- [TRY IT]: This task calls for every line of the material to be output verbatim.

- [RECORDS FOR THIS EXERCISE]:

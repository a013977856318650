//! Route definitions for the `/templates` resource.

use axum::routing::{get, post, put};
use axum::Router;

use crate::handlers::template;
use crate::state::AppState;

/// Routes mounted at `/templates`.
///
/// ```text
/// POST /start                         -> start (lazy create)
/// PUT  /save                          -> save (shallow-merge)
/// GET  /{canvas_id}                   -> list_by_canvas
/// GET  /{canvas_id}/{template_key}    -> get_by_key
/// ```
pub fn router() -> Router<AppState> {
    Router::new()
        .route("/start", post(template::start))
        .route("/save", put(template::save))
        .route("/{canvas_id}", get(template::list_by_canvas))
        .route("/{canvas_id}/{template_key}", get(template::get_by_key))
}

- [EXERCISE RESPONSE]:
repository a013977856318650
//! Route definitions for the `/templates` resource.

use axum::routing::{get, post, put};
use axum::Router;

use crate::handlers::template;
use crate::state::AppState;

/// Routes mounted at `/templates`.
///
/// ```text
/// POST /start                         -> start (lazy create)
/// PUT  /save                          -> save (shallow-merge)
/// GET  /{canvas_id}                   -> list_by_canvas
/// GET  /{canvas_id}/{template_key}    -> get_by_key
/// ```
pub fn router() -> Router<AppState> {
    Router::new()
        .route("/start", post(template::start))
        .route("/save", put(template::save))
        .route("/{canvas_id}", get(template::list_by_canvas))
        .route("/{canvas_id}/{template_key}", get(template::get_by_key))
}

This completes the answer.